Ein Bericht der Atomaufsichtsbehörde Ensi heizt die Debatte darüber an, wie viel Radioaktivität bei einem Störfall aus einem AKW austreten darf. Mit dieser umstrittenen Frage befasst sich morgen die zuständige Ständeratskommission.
Bei einem starken Erdbeben, wie es in der Schweiz statistisch alle 10000 Jahre zu erwarten ist, wäre die Bevölkerung in der Nähe von Atomkraftwerken keinerlei Gefahren ausgesetzt. Zu diesem Schluss kommt die Atomaufsichtsbehörde des Bundes. Hans Wanner, der Direktor des Eidgenössischen Nuklearsicherheitsinspektorats (Ensi), betont: «Unter realistischen Annahmen wird keine einzige Person einer Strahlungsdosis von 100 Millisievert ausgesetzt. Es wären weder Tote noch Verletzte zu erwarten. Eine Evakuierung wäre nicht nötig.»
Der Ensi-Bericht, den diese Zeitung am Freitag publik machte, heizt die Debatte über den angemessenen Dosisgrenzwert an: Wie viel Radioaktivität darf bei einem Störfall aus einem Kernkraftwerk austreten? Über diese Frage berät morgen die Umweltkommission (Urek) des Ständerats. Der Bundesrat will einen Dosisgrenzwert von 100 Millisievert festlegen. Diesen Grenzwert würden bei einem Störfall alle AKW erfüllen – auch das älteste in Beznau AG. Dort würden im Fall eines starken Erdbebens 32 Millisievert freigesetzt.

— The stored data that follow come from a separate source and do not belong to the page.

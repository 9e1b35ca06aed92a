//! Daily prediction streak tracking.

use std::collections::BTreeMap;

use chrono::NaiveDate;

use crate::clock::Clock;
use crate::types::{Prediction, Streak, StreakKind};

/// Streak length that advances Week Warrior
pub const WEEK_STREAK: u32 = 7;
/// Streak length that advances Month Master
pub const MONTH_STREAK: u32 = 30;

/// Counter values before and after one update
#[derive(Debug, Clone, Copy, PartialEq, Eq)]
pub struct StreakUpdate {
    pub previous: u32,
    pub current: u32,
}

impl StreakUpdate {
    /// True when this update moved the counter onto or past `threshold`
    pub fn crossed(&self, threshold: u32) -> bool {
        self.previous < threshold && self.current >= threshold
    }
}

/// Update the daily-prediction streak after a resolution.
///
/// The streak grows when a prediction exists for today and either one exists
/// for yesterday or the streak has not started yet. It grows at most once
/// per calendar day. With no prediction today the streak goes inactive but
/// keeps its count.
pub fn update_daily(
    streaks: &mut BTreeMap<StreakKind, Streak>,
    predictions: &[Prediction],
    clock: &dyn Clock,
) -> StreakUpdate {
    let today = clock.today();
    let yesterday = today.pred_opt();
    let made_on = |day: NaiveDate| predictions.iter().any(|p| clock.date_of(p.created_at) == day);

    let streak = streaks
        .entry(StreakKind::DailyPrediction)
        .or_insert_with(|| Streak::new(StreakKind::DailyPrediction));
    let previous = streak.current;

    if made_on(today) {
        let counted_today = streak.last_activity_date == Some(today);
        let continues = yesterday.is_some_and(made_on) || streak.current == 0;
        if !counted_today && continues {
            streak.current += 1;
            streak.active = true;
            streak.last_activity_date = Some(today);
            tracing::debug!("Daily streak advanced to {}", streak.current);
        }
    } else if streak.active {
        streak.active = false;
        tracing::debug!("Daily streak inactive at {}", streak.current);
    }

    streak.best = streak.best.max(streak.current);

    StreakUpdate {
        previous,
        current: streak.current,
    }
}

#[cfg(test)]
mod tests {
    #![allow(clippy::unwrap_used, clippy::expect_used, clippy::panic)]
    use super::*;
    use crate::clock::ManualClock;
    use crate::types::PredictionGuess;
    use chrono::{DateTime, TimeZone, Utc};

    fn start() -> DateTime<Utc> {
        Utc.with_ymd_and_hms(2026, 5, 1, 12, 0, 0).unwrap()
    }

    fn prediction_at(created_at: DateTime<Utc>) -> Prediction {
        Prediction {
            id: created_at.to_rfc3339(),
            created_at,
            location: "Oslo".to_string(),
            guess: PredictionGuess::new(12.0, "Clear", false),
            actual: None,
            accuracy: 0.0,
            points: 0,
            completed: false,
            shared: false,
        }
    }

    #[test]
    fn test_first_prediction_bootstraps_streak() {
        let clock = ManualClock::new(start());
        let mut streaks = BTreeMap::new();
        let predictions = vec![prediction_at(clock.now())];

        let update = update_daily(&mut streaks, &predictions, &clock);

        assert_eq!(update, StreakUpdate { previous: 0, current: 1 });
        let streak = &streaks[&StreakKind::DailyPrediction];
        assert!(streak.active);
        assert_eq!(streak.best, 1);
        assert_eq!(streak.last_activity_date, Some(clock.today()));
    }

    #[test]
    fn test_same_day_updates_count_once() {
        let clock = ManualClock::new(start());
        let mut streaks = BTreeMap::new();
        let predictions = vec![prediction_at(clock.now())];

        update_daily(&mut streaks, &predictions, &clock);
        let update = update_daily(&mut streaks, &predictions, &clock);

        assert_eq!(update.current, 1);
        assert!(!update.crossed(1));
    }

    #[test]
    fn test_consecutive_days_extend_streak() {
        let clock = ManualClock::new(start());
        let mut streaks = BTreeMap::new();
        let mut predictions = Vec::new();

        for _ in 0..3 {
            predictions.push(prediction_at(clock.now()));
            update_daily(&mut streaks, &predictions, &clock);
            clock.advance_days(1);
        }

        assert_eq!(streaks[&StreakKind::DailyPrediction].current, 3);
    }

    #[test]
    fn test_gap_keeps_count_without_growing() {
        let clock = ManualClock::new(start());
        let mut streaks = BTreeMap::new();
        let mut predictions = vec![prediction_at(clock.now())];
        update_daily(&mut streaks, &predictions, &clock);

        clock.advance_days(3);
        predictions.push(prediction_at(clock.now()));
        let update = update_daily(&mut streaks, &predictions, &clock);

        assert_eq!(update.current, 1);
        assert!(streaks[&StreakKind::DailyPrediction].best >= update.current);
    }

    #[test]
    fn test_no_prediction_today_marks_inactive() {
        let clock = ManualClock::new(start());
        let mut streaks = BTreeMap::new();
        let predictions = vec![prediction_at(clock.now())];
        update_daily(&mut streaks, &predictions, &clock);

        clock.advance_days(1);
        update_daily(&mut streaks, &predictions, &clock);

        let streak = &streaks[&StreakKind::DailyPrediction];
        assert!(!streak.active);
        assert_eq!(streak.current, 1);
    }

    #[test]
    fn test_crossed_is_edge_triggered() {
        assert!(StreakUpdate { previous: 6, current: 7 }.crossed(WEEK_STREAK));
        assert!(!StreakUpdate { previous: 7, current: 7 }.crossed(WEEK_STREAK));
        assert!(!StreakUpdate { previous: 7, current: 8 }.crossed(WEEK_STREAK));
    }
}
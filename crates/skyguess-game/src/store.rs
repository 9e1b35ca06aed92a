//! Persistence boundary for engine state.
//!
//! The engine only needs its state loaded once at startup and saved after
//! mutations; `GameStore` is that boundary. `JsonFileStore` keeps the state
//! next to the app config, `MemoryStore` is for tests and throwaway sessions.

use std::path::PathBuf;

use parking_lot::Mutex;
use skyguess_core::StorageError;

use crate::state::{GameState, STATE_VERSION};

pub trait GameStore: Send {
    /// Load saved state, or `None` if nothing has been saved yet.
    ///
    /// # Errors
    /// Returns `StorageError` if the state exists but cannot be read or parsed.
    fn load(&self) -> Result<Option<GameState>, StorageError>;

    /// Persist a full state snapshot.
    ///
    /// # Errors
    /// Returns `StorageError` if the snapshot cannot be written.
    fn save(&self, state: &GameState) -> Result<(), StorageError>;
}

/// Pretty-printed JSON file
#[derive(Debug, Clone)]
pub struct JsonFileStore {
    path: PathBuf,
}

impl JsonFileStore {
    pub fn new(path: impl Into<PathBuf>) -> Self {
        Self { path: path.into() }
    }
}

impl GameStore for JsonFileStore {
    fn load(&self) -> Result<Option<GameState>, StorageError> {
        if !self.path.exists() {
            tracing::debug!("No saved state at {}", self.path.display());
            return Ok(None);
        }

        let contents = std::fs::read_to_string(&self.path)?;
        let state: GameState = serde_json::from_str(&contents)?;
        if state.version > STATE_VERSION {
            return Err(StorageError::Corrupt(format!(
                "state version {} is newer than supported version {}",
                state.version, STATE_VERSION
            )));
        }

        tracing::info!(
            "Loaded game state from {} ({} predictions)",
            self.path.display(),
            state.predictions.len()
        );
        Ok(Some(state))
    }

    fn save(&self, state: &GameState) -> Result<(), StorageError> {
        if let Some(parent) = self.path.parent() {
            std::fs::create_dir_all(parent)?;
        }

        let contents = serde_json::to_string_pretty(state)?;

        // Write then rename over the old file
        let tmp_path = self.path.with_extension("json.tmp");
        std::fs::write(&tmp_path, contents)?;
        std::fs::rename(&tmp_path, &self.path)?;

        tracing::debug!("Saved game state to {}", self.path.display());
        Ok(())
    }
}

/// Keeps the last saved snapshot in memory
#[derive(Debug, Default)]
pub struct MemoryStore {
    state: Mutex<Option<GameState>>,
    saves: Mutex<usize>,
}

impl MemoryStore {
    pub fn new() -> Self {
        Self::default()
    }

    /// Last saved snapshot
    pub fn saved(&self) -> Option<GameState> {
        self.state.lock().clone()
    }

    /// Number of `save` calls so far
    pub fn save_count(&self) -> usize {
        *self.saves.lock()
    }
}

impl GameStore for MemoryStore {
    fn load(&self) -> Result<Option<GameState>, StorageError> {
        Ok(self.state.lock().clone())
    }

    fn save(&self, state: &GameState) -> Result<(), StorageError> {
        *self.state.lock() = Some(state.clone());
        *self.saves.lock() += 1;
        Ok(())
    }
}

impl<S: GameStore + Sync> GameStore for std::sync::Arc<S> {
    fn load(&self) -> Result<Option<GameState>, StorageError> {
        (**self).load()
    }

    fn save(&self, state: &GameState) -> Result<(), StorageError> {
        (**self).save(state)
    }
}

#[cfg(test)]
mod tests {
    #![allow(clippy::unwrap_used, clippy::expect_used, clippy::panic)]
    use super::*;
    use tempfile::tempdir;

    #[test]
    fn test_missing_file_loads_none() {
        let dir = tempdir().unwrap();
        let store = JsonFileStore::new(dir.path().join("gamification.json"));
        assert!(store.load().unwrap().is_none());
    }

    #[test]
    fn test_save_then_load() {
        let dir = tempdir().unwrap();
        let path = dir.path().join("nested").join("gamification.json");
        let store = JsonFileStore::new(&path);

        let mut state = GameState::default();
        state.stats.total_points = 42;
        store.save(&state).unwrap();

        assert!(path.exists());
        assert!(!path.with_extension("json.tmp").exists());
        let loaded = store.load().unwrap().unwrap();
        assert_eq!(loaded, state);
    }

    #[test]
    fn test_corrupt_file_is_reported() {
        let dir = tempdir().unwrap();
        let path = dir.path().join("gamification.json");
        std::fs::write(&path, "{ \"stats\": ").unwrap();

        let err = JsonFileStore::new(&path).load().unwrap_err();
        assert!(matches!(err, StorageError::Corrupt(_)));
    }

    #[test]
    fn test_newer_version_is_rejected() {
        let dir = tempdir().unwrap();
        let path = dir.path().join("gamification.json");
        std::fs::write(&path, format!("{{\"version\": {}}}", STATE_VERSION + 1)).unwrap();

        let err = JsonFileStore::new(&path).load().unwrap_err();
        assert!(matches!(err, StorageError::Corrupt(_)));
    }

    #[test]
    fn test_partial_file_uses_defaults() {
        let dir = tempdir().unwrap();
        let path = dir.path().join("gamification.json");
        std::fs::write(&path, "{\"predictions\": []}").unwrap();

        let state = JsonFileStore::new(&path).load().unwrap().unwrap();
        assert_eq!(state, GameState::default());
    }

    #[test]
    fn test_memory_store_counts_saves() {
        let store = MemoryStore::new();
        assert!(store.load().unwrap().is_none());

        store.save(&GameState::default()).unwrap();
        store.save(&GameState::default()).unwrap();

        assert_eq!(store.save_count(), 2);
        assert!(store.saved().is_some());
    }
}
//! The gamification engine.
//!
//! Owns the player's stats, achievement progress, predictions and streaks,
//! and applies every scoring rule. All operations are synchronous in-memory
//! transforms: they either apply fully or return an error without mutating
//! anything. Hosts that share one engine across threads go through
//! [`crate::GameService`], which serializes access.

use std::collections::BTreeMap;
use std::sync::Arc;

use skyguess_core::GameError;
use skyguess_weather::WeatherObservation;
use uuid::Uuid;

use crate::achievements::{Achievement, AchievementBook, AchievementId};
use crate::clock::Clock;
use crate::leaderboard;
use crate::quiz::{self, QUIZ_POINTS};
use crate::scoring::{self, Score};
use crate::state::{GameState, STATE_VERSION};
use crate::streak::{self, MONTH_STREAK, WEEK_STREAK};
use crate::types::{
    LeaderboardEntry, Prediction, PredictionGuess, Quiz, QuizResult, Streak, StreakKind,
    UserStats, XP_PER_LEVEL,
};

pub struct GamificationEngine {
    stats: UserStats,
    achievements: AchievementBook,
    predictions: Vec<Prediction>,
    streaks: BTreeMap<StreakKind, Streak>,
    clock: Arc<dyn Clock>,
}

impl std::fmt::Debug for GamificationEngine {
    fn fmt(&self, f: &mut std::fmt::Formatter<'_>) -> std::fmt::Result {
        f.debug_struct("GamificationEngine")
            .field("stats", &self.stats)
            .field("predictions", &self.predictions.len())
            .field("streaks", &self.streaks)
            .finish_non_exhaustive()
    }
}

impl GamificationEngine {
    /// Create an engine with fresh state
    pub fn new(clock: Arc<dyn Clock>) -> Self {
        Self::from_state(GameState::default(), clock)
    }

    /// Rebuild an engine from previously saved state
    pub fn from_state(state: GameState, clock: Arc<dyn Clock>) -> Self {
        let GameState {
            stats,
            mut achievements,
            predictions,
            streaks,
            ..
        } = state;
        achievements.normalize(clock.now());

        let mut engine = Self {
            stats,
            achievements,
            predictions,
            streaks,
            clock,
        };
        engine.stats.achievements_unlocked = engine.achievements.unlocked_count();
        engine.stats.total_achievements = crate::achievements::CATALOG.len() as u32;
        engine.stats.level = engine.stats.level.max(1);
        for streak in engine.streaks.values_mut() {
            streak.best = streak.best.max(streak.current);
        }
        engine.refresh_streak_stats();
        engine
    }

    /// Snapshot of the full state for persistence
    pub fn state(&self) -> GameState {
        GameState {
            version: STATE_VERSION,
            stats: self.stats.clone(),
            achievements: self.achievements.clone(),
            predictions: self.predictions.clone(),
            streaks: self.streaks.clone(),
        }
    }

    /// Record a new forecast.
    ///
    /// # Errors
    /// `InvalidInput` when the temperature is not a finite number or the
    /// condition label is blank.
    pub fn create_prediction(
        &mut self,
        location: &str,
        guess: PredictionGuess,
    ) -> Result<Prediction, GameError> {
        if !guess.temperature.is_finite() {
            return Err(GameError::invalid_input("temperature must be a finite number"));
        }
        if guess.condition.trim().is_empty() {
            return Err(GameError::invalid_input("condition must not be empty"));
        }

        let now = self.clock.now();
        let prediction = Prediction {
            id: Uuid::new_v4().to_string(),
            created_at: now,
            location: location.to_string(),
            guess,
            actual: None,
            accuracy: 0.0,
            points: 0,
            completed: false,
            shared: false,
        };
        self.predictions.push(prediction.clone());

        self.stats.predictions_made += 1;
        self.recompute_accuracy();
        self.advance(AchievementId::FirstPrediction, true);

        tracing::info!(
            "Prediction {} created for {}",
            prediction.id,
            prediction.location
        );
        Ok(prediction)
    }

    /// Score a prediction against the observed weather.
    ///
    /// # Errors
    /// `InvalidInput` when the observed temperature is not a finite number,
    /// `NotFound` for an unknown id, `AlreadyCompleted` if the prediction was
    /// resolved before. None of them mutate any state.
    pub fn resolve_prediction(
        &mut self,
        id: &str,
        observation: &WeatherObservation,
    ) -> Result<Prediction, GameError> {
        // Saved state cannot hold non-finite floats
        if !observation.temp.is_finite() {
            return Err(GameError::invalid_input(
                "observed temperature must be a finite number",
            ));
        }
        let index = self
            .predictions
            .iter()
            .position(|p| p.id == id)
            .ok_or_else(|| GameError::not_found(id))?;
        if self.predictions[index].completed {
            return Err(GameError::already_completed(id));
        }

        let actual = scoring::actual_from_observation(observation);
        let score = scoring::score(&self.predictions[index].guess, &actual);

        let prediction = &mut self.predictions[index];
        prediction.completed = true;
        prediction.actual = Some(actual);
        prediction.accuracy = score.overall;
        prediction.points = score.points;
        let resolved = prediction.clone();

        if score.is_correct() {
            self.stats.correct_predictions += 1;
        }
        self.recompute_accuracy();
        self.award_achievements_for(&score);

        let update = streak::update_daily(&mut self.streaks, &self.predictions, self.clock.as_ref());
        self.advance(AchievementId::WeekWarrior, update.crossed(WEEK_STREAK));
        self.advance(AchievementId::MonthMaster, update.crossed(MONTH_STREAK));
        self.refresh_streak_stats();

        self.gain_experience(u64::from(score.points));

        tracing::info!(
            "Prediction {} resolved: accuracy {:.1}, {} points",
            resolved.id,
            resolved.accuracy,
            resolved.points
        );
        Ok(resolved)
    }

    /// Mark a prediction as shared.
    ///
    /// Sharing the same prediction again changes nothing.
    ///
    /// # Errors
    /// `NotFound` for an unknown id.
    pub fn share_prediction(&mut self, id: &str) -> Result<Prediction, GameError> {
        let prediction = self
            .predictions
            .iter_mut()
            .find(|p| p.id == id)
            .ok_or_else(|| GameError::not_found(id))?;
        if prediction.shared {
            return Ok(prediction.clone());
        }

        prediction.shared = true;
        let shared = prediction.clone();
        self.advance(AchievementId::SocialForecaster, true);
        Ok(shared)
    }

    /// Draw a random quiz
    pub fn generate_quiz(&self) -> Quiz {
        quiz::random().to_quiz()
    }

    /// Check an answer for the quiz with the given id.
    ///
    /// # Errors
    /// `NotFound` for an unknown quiz id, `InvalidInput` when `answer_index`
    /// is not one of the quiz's options.
    pub fn submit_quiz_answer(
        &mut self,
        quiz_id: &str,
        answer_index: usize,
    ) -> Result<QuizResult, GameError> {
        let quiz = quiz::find(quiz_id).ok_or_else(|| GameError::not_found(quiz_id))?;
        if answer_index >= quiz.options.len() {
            return Err(GameError::invalid_input(format!(
                "answer {} out of range for quiz {}",
                answer_index, quiz_id
            )));
        }

        let correct = answer_index == quiz.correct_index;
        let points_awarded = if correct { QUIZ_POINTS } else { 0 };
        if correct {
            self.advance(AchievementId::QuizEnthusiast, true);
            self.advance(AchievementId::WeatherScholar, true);
            self.gain_experience(u64::from(QUIZ_POINTS));
        }
        tracing::debug!("Quiz {} answered, correct: {}", quiz_id, correct);

        Ok(QuizResult {
            correct,
            points_awarded,
            explanation: quiz.explanation.to_string(),
        })
    }

    pub fn get_user_stats(&self) -> UserStats {
        self.stats.clone()
    }

    pub fn get_achievements(&self) -> Vec<Achievement> {
        self.achievements.snapshot()
    }

    pub fn get_predictions(&self) -> Vec<Prediction> {
        self.predictions.clone()
    }

    pub fn get_prediction(&self, id: &str) -> Option<Prediction> {
        self.predictions.iter().find(|p| p.id == id).cloned()
    }

    /// Predictions still waiting for an observation
    pub fn pending_predictions(&self) -> Vec<Prediction> {
        self.predictions
            .iter()
            .filter(|p| !p.completed)
            .cloned()
            .collect()
    }

    pub fn get_streaks(&self) -> Vec<Streak> {
        self.streaks.values().cloned().collect()
    }

    pub fn get_leaderboard(&self) -> Vec<LeaderboardEntry> {
        leaderboard::entries()
    }

    /// Wipe all progress
    pub fn reset_user_data(&mut self) {
        self.stats = UserStats::default();
        self.achievements.reset();
        self.predictions.clear();
        self.streaks.clear();
        tracing::info!("User data reset");
    }

    fn award_achievements_for(&mut self, score: &Score) {
        self.advance(AchievementId::AccuratePredictor, score.is_correct());
        self.advance(AchievementId::WeatherMaster, score.is_master());
        self.advance(AchievementId::TemperatureExpert, score.is_temperature_expert());
        self.advance(AchievementId::ConditionMaster, score.condition_matched);
    }

    fn advance(&mut self, id: AchievementId, when: bool) {
        if when && self.achievements.advance(id, 1, self.clock.now()) {
            self.stats.achievements_unlocked = self.achievements.unlocked_count();
        }
    }

    fn recompute_accuracy(&mut self) {
        self.stats.accuracy = if self.stats.predictions_made == 0 {
            0.0
        } else {
            f64::from(self.stats.correct_predictions) / f64::from(self.stats.predictions_made)
                * 100.0
        };
    }

    fn gain_experience(&mut self, amount: u64) {
        self.stats.total_points += amount;
        self.stats.experience += amount;

        let new_level = (self.stats.experience / XP_PER_LEVEL + 1) as u32;
        if new_level > self.stats.level {
            tracing::info!("Level up: {} -> {}", self.stats.level, new_level);
            self.stats.level = new_level;
        }
        self.stats.experience_to_next_level =
            (u64::from(self.stats.level) * XP_PER_LEVEL).saturating_sub(self.stats.experience);
    }

    fn refresh_streak_stats(&mut self) {
        self.stats.current_streaks = self.streaks.values().filter(|s| s.active).cloned().collect();
        self.stats.best_streaks = self.streaks.values().cloned().collect();
    }
}
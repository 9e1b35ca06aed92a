//! Weather trivia quizzes.

use rand::Rng;

use crate::types::{Quiz, QuizDifficulty};

/// Points (and experience) for a correct answer
pub const QUIZ_POINTS: u32 = 10;

/// Static quiz entry
#[derive(Debug, Clone, PartialEq, Eq)]
pub struct QuizDef {
    pub id: &'static str,
    pub question: &'static str,
    pub options: &'static [&'static str],
    pub correct_index: usize,
    pub explanation: &'static str,
    pub difficulty: QuizDifficulty,
    pub category: &'static str,
}

impl QuizDef {
    pub fn to_quiz(&self) -> Quiz {
        Quiz {
            id: self.id.to_string(),
            question: self.question.to_string(),
            options: self.options.iter().map(|o| o.to_string()).collect(),
            correct_index: self.correct_index,
            explanation: self.explanation.to_string(),
            difficulty: self.difficulty,
            category: self.category.to_string(),
        }
    }
}

pub const CATALOG: &[QuizDef] = &[
    QuizDef {
        id: "clouds-cumulonimbus",
        question: "Which cloud type is most often associated with thunderstorms?",
        options: &["Cirrus", "Stratus", "Cumulonimbus", "Altocumulus"],
        correct_index: 2,
        explanation: "Cumulonimbus clouds grow tall enough to produce lightning, heavy rain and hail.",
        difficulty: QuizDifficulty::Easy,
        category: "clouds",
    },
    QuizDef {
        id: "pressure-falling",
        question: "What does a rapidly falling barometer usually signal?",
        options: &[
            "Clear skies ahead",
            "An approaching storm",
            "Rising temperatures",
            "Lower humidity",
        ],
        correct_index: 1,
        explanation: "Falling pressure means a low-pressure system is moving in, which brings clouds and precipitation.",
        difficulty: QuizDifficulty::Easy,
        category: "pressure",
    },
    QuizDef {
        id: "dew-point",
        question: "What happens when the air temperature drops to the dew point?",
        options: &[
            "The wind stops",
            "Pressure rises sharply",
            "Water vapor condenses",
            "Ozone forms",
        ],
        correct_index: 2,
        explanation: "At the dew point the air is saturated, so vapor condenses into dew, fog or cloud droplets.",
        difficulty: QuizDifficulty::Medium,
        category: "humidity",
    },
    QuizDef {
        id: "coriolis-hurricanes",
        question: "In which direction do hurricanes rotate in the Northern Hemisphere?",
        options: &["Clockwise", "Counterclockwise", "They do not rotate", "It varies randomly"],
        correct_index: 1,
        explanation: "The Coriolis effect turns low-pressure systems counterclockwise north of the equator.",
        difficulty: QuizDifficulty::Medium,
        category: "storms",
    },
    QuizDef {
        id: "lake-effect-snow",
        question: "Lake-effect snow forms when:",
        options: &[
            "Warm air moves over a frozen lake",
            "Cold air moves over warmer lake water",
            "A lake evaporates in summer",
            "Rain falls on a frozen lake",
        ],
        correct_index: 1,
        explanation: "Cold air picks up heat and moisture from unfrozen lake water, then dumps it as snow downwind.",
        difficulty: QuizDifficulty::Hard,
        category: "precipitation",
    },
];

pub fn find(id: &str) -> Option<&'static QuizDef> {
    CATALOG.iter().find(|q| q.id == id)
}

/// Uniformly random catalog entry
pub fn random() -> &'static QuizDef {
    let index = rand::thread_rng().gen_range(0..CATALOG.len());
    &CATALOG[index]
}
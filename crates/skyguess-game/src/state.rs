//! Serializable engine state exchanged with the persistence layer.

use std::collections::BTreeMap;

use serde::{Deserialize, Serialize};

use crate::achievements::AchievementBook;
use crate::types::{Prediction, Streak, StreakKind, UserStats};

/// Current on-disk format
pub const STATE_VERSION: u32 = 1;

/// Everything the engine owns: stats, achievement progress, predictions, streaks
#[derive(Debug, Clone, PartialEq, Serialize, Deserialize)]
pub struct GameState {
    #[serde(default = "default_version")]
    pub version: u32,
    #[serde(default)]
    pub stats: UserStats,
    #[serde(default)]
    pub achievements: AchievementBook,
    #[serde(default)]
    pub predictions: Vec<Prediction>,
    #[serde(default)]
    pub streaks: BTreeMap<StreakKind, Streak>,
}

fn default_version() -> u32 {
    STATE_VERSION
}

impl Default for GameState {
    fn default() -> Self {
        Self {
            version: STATE_VERSION,
            stats: UserStats::default(),
            achievements: AchievementBook::default(),
            predictions: Vec::new(),
            streaks: BTreeMap::new(),
        }
    }
}
//! Static leaderboard shown on the stats screen.
//!
//! Illustrative only; it is not computed from any player's live state.

use crate::types::LeaderboardEntry;

const ENTRIES: &[(&str, u64, u32, &str)] = &[
    ("StormChaser", 2450, 25, "crown"),
    ("SunnyDays", 1980, 20, "medal"),
    ("CloudWatcher", 1720, 18, "medal"),
    ("RainMaker", 1350, 14, "star"),
    ("FrostByte", 990, 10, "star"),
];

pub fn entries() -> Vec<LeaderboardEntry> {
    ENTRIES
        .iter()
        .zip(1..)
        .map(|(&(name, points, level, badge), rank)| LeaderboardEntry {
            rank,
            name: name.to_string(),
            points,
            level,
            badge: badge.to_string(),
        })
        .collect()
}

#[cfg(test)]
mod tests {
    use super::*;

    #[test]
    fn test_ranks_are_sequential_and_sorted() {
        let board = entries();
        assert_eq!(board.len(), 5);
        for (i, entry) in board.iter().enumerate() {
            assert_eq!(entry.rank as usize, i + 1);
        }
        assert!(board.windows(2).all(|w| w[0].points >= w[1].points));
    }
}
use std::process::ExitCode;
use std::sync::Arc;

use skyguess_core::{AppError, Config};
use skyguess_game::{GameService, PredictionGuess, SystemClock};
use skyguess_weather::{CurrentWeather, WeatherCondition, WeatherObservation};

fn main() -> ExitCode {
    match run() {
        Ok(()) => ExitCode::SUCCESS,
        Err(e) => {
            tracing::error!("SkyGuess failed: {}", e);
            eprintln!("{}", e.user_message());
            ExitCode::FAILURE
        }
    }
}

fn run() -> Result<(), AppError> {
    let config = Config::load()?;
    skyguess_core::init(&config.logging.level)?;
    config.check()?;

    // One engine for the whole process, handed to whoever needs it
    let service = GameService::open(&config, Arc::new(SystemClock))?;

    tracing::info!("SkyGuess started");

    let prediction =
        service.create_prediction("Home", PredictionGuess::new(18.0, "Clear", false))?;

    // Stand-in for the weather fetch layer
    let current = CurrentWeather {
        temperature: 19.5,
        feels_like: 19.0,
        humidity: 55,
        wind_speed: 8.0,
        condition: WeatherCondition::from_wmo_code(0),
        updated_at: chrono::Utc::now(),
    };
    let resolved =
        service.resolve_prediction(&prediction.id, &WeatherObservation::from(&current))?;

    let quiz = service.generate_quiz();
    let answer = service.submit_quiz_answer(&quiz.id, quiz.correct_index)?;

    let stats = service.get_user_stats();

    println!("SkyGuess - Weather Prediction Game");
    println!(
        "\nLast prediction: {:.0}% accurate, {} points",
        resolved.accuracy, resolved.points
    );
    println!("Quiz: {}", quiz.question);
    println!("  {}", answer.explanation);
    println!(
        "\nLevel {} ({} XP, {} to next level)",
        stats.level, stats.experience, stats.experience_to_next_level
    );
    println!("Total points: {}", stats.total_points);
    println!(
        "Achievements: {}/{}",
        stats.achievements_unlocked, stats.total_achievements
    );
    println!("State file: {}", config.state_path().display());

    Ok(())
}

Der Grenzwert sei viel zu grosszügig, finden atomkritische Politiker. Sie plädieren für 1 Millisievert. Der Energiekonzern Axpo hält die geforderte Senkung für rein politisch motiviert: «Medizinisch und technisch ist dieser Wert nicht begründbar – wer 1 Millisievert fordert, will ganz einfach, dass die AKW sofort abgeschaltet werden.» Somit wären die Befürworter eines schnellen Atomausstiegs doch noch am Ziel, obwohl vor zwei Jahren die Atomausstiegs-Initiative mit 54,2 Prozent Nein-Stimmen abgelehnt wurde.
Nationalrat Bastien Girod (Grüne/ZH) sagt, seine Partei sei darauf vorbereitet, mit aller Kraft gegen einen Dosisgrenzwert von 100 Millisievert zu kämpfen. «Sollte die Verordnung in diesem Sinn geändert werden, dann braucht es eine Volksinitiative», sagt er. Girod stellt die Frage: «Soll ein technischer Sicherheitsgrenzwert, den nur das älteste Schweizer AKW nicht einhält, so gesenkt werden, dass Beznau noch länger weiterlaufen kann?» Girod glaubt seine Partei hinter sich; eine Resolution liege bereits vor. Eine Volksinitiative wäre laut Girod «die politisch einzig richtige Antwort» auf die Aussagen von Ensi-Direktor Hans Wanner.
Dass die ständerätliche Urek morgen über die Verordnung diskutiert, geht auf ein Postulat zurück, das nicht von einem Grünen, sondern vom Luzerner FDP-Nationalrat Damian Müller stammt. Er äussert sich kritisch: «Die Verunsicherung, die die Teilrevision der Kernenergieverordnung ausgelöst hat, geht weit über den Kreis der üblichen Verdächtigen hinaus, womit ich die Umweltverbände meine.» In der Vernehmlassung äusserte fast die Hälfte der Kantone Einwände.
Die Kraftwerkbetreiberin Axpo verteidigt die bundesrätliche Absicht. Die Verordnung ändere bezüglich der erlaubten Dosis gar nichts: Der Grenzwert von 100 Millisievert sei heute schon Praxis und würde nun bloss noch auf Verordnungsstufe verankert. «Die Schweiz hat technisch bezüglich Erdbeben, Dosislimiten und Abschaltkriterien die strengsten Vorschriften weltweit – und das bleibt so», schreibt die Axpo.
Umweltverbände bestreiten, dass der Grenzwert von 100 Millisievert heute auf das AKW Beznau angewendet werden darf. Sie sind der Meinung, es gelte 1 Millisievert. Der Streit ist Gegenstand eines Gerichtsverfahrens. Der Thurgauer SVP-Ständerat Roland Eberle ist Präsident der Umweltkommission und zugleich Axpo-Verwaltungsrat. Ihn stört die Politisierung der Grenzwert-Frage: «Wir müssen davon abkommen, alles ideologisch zu betrachten.» Er selbst werde sich als Kommissionspräsident am Dienstag erst einmal anhören, was die Fachleute zu sagen hätten.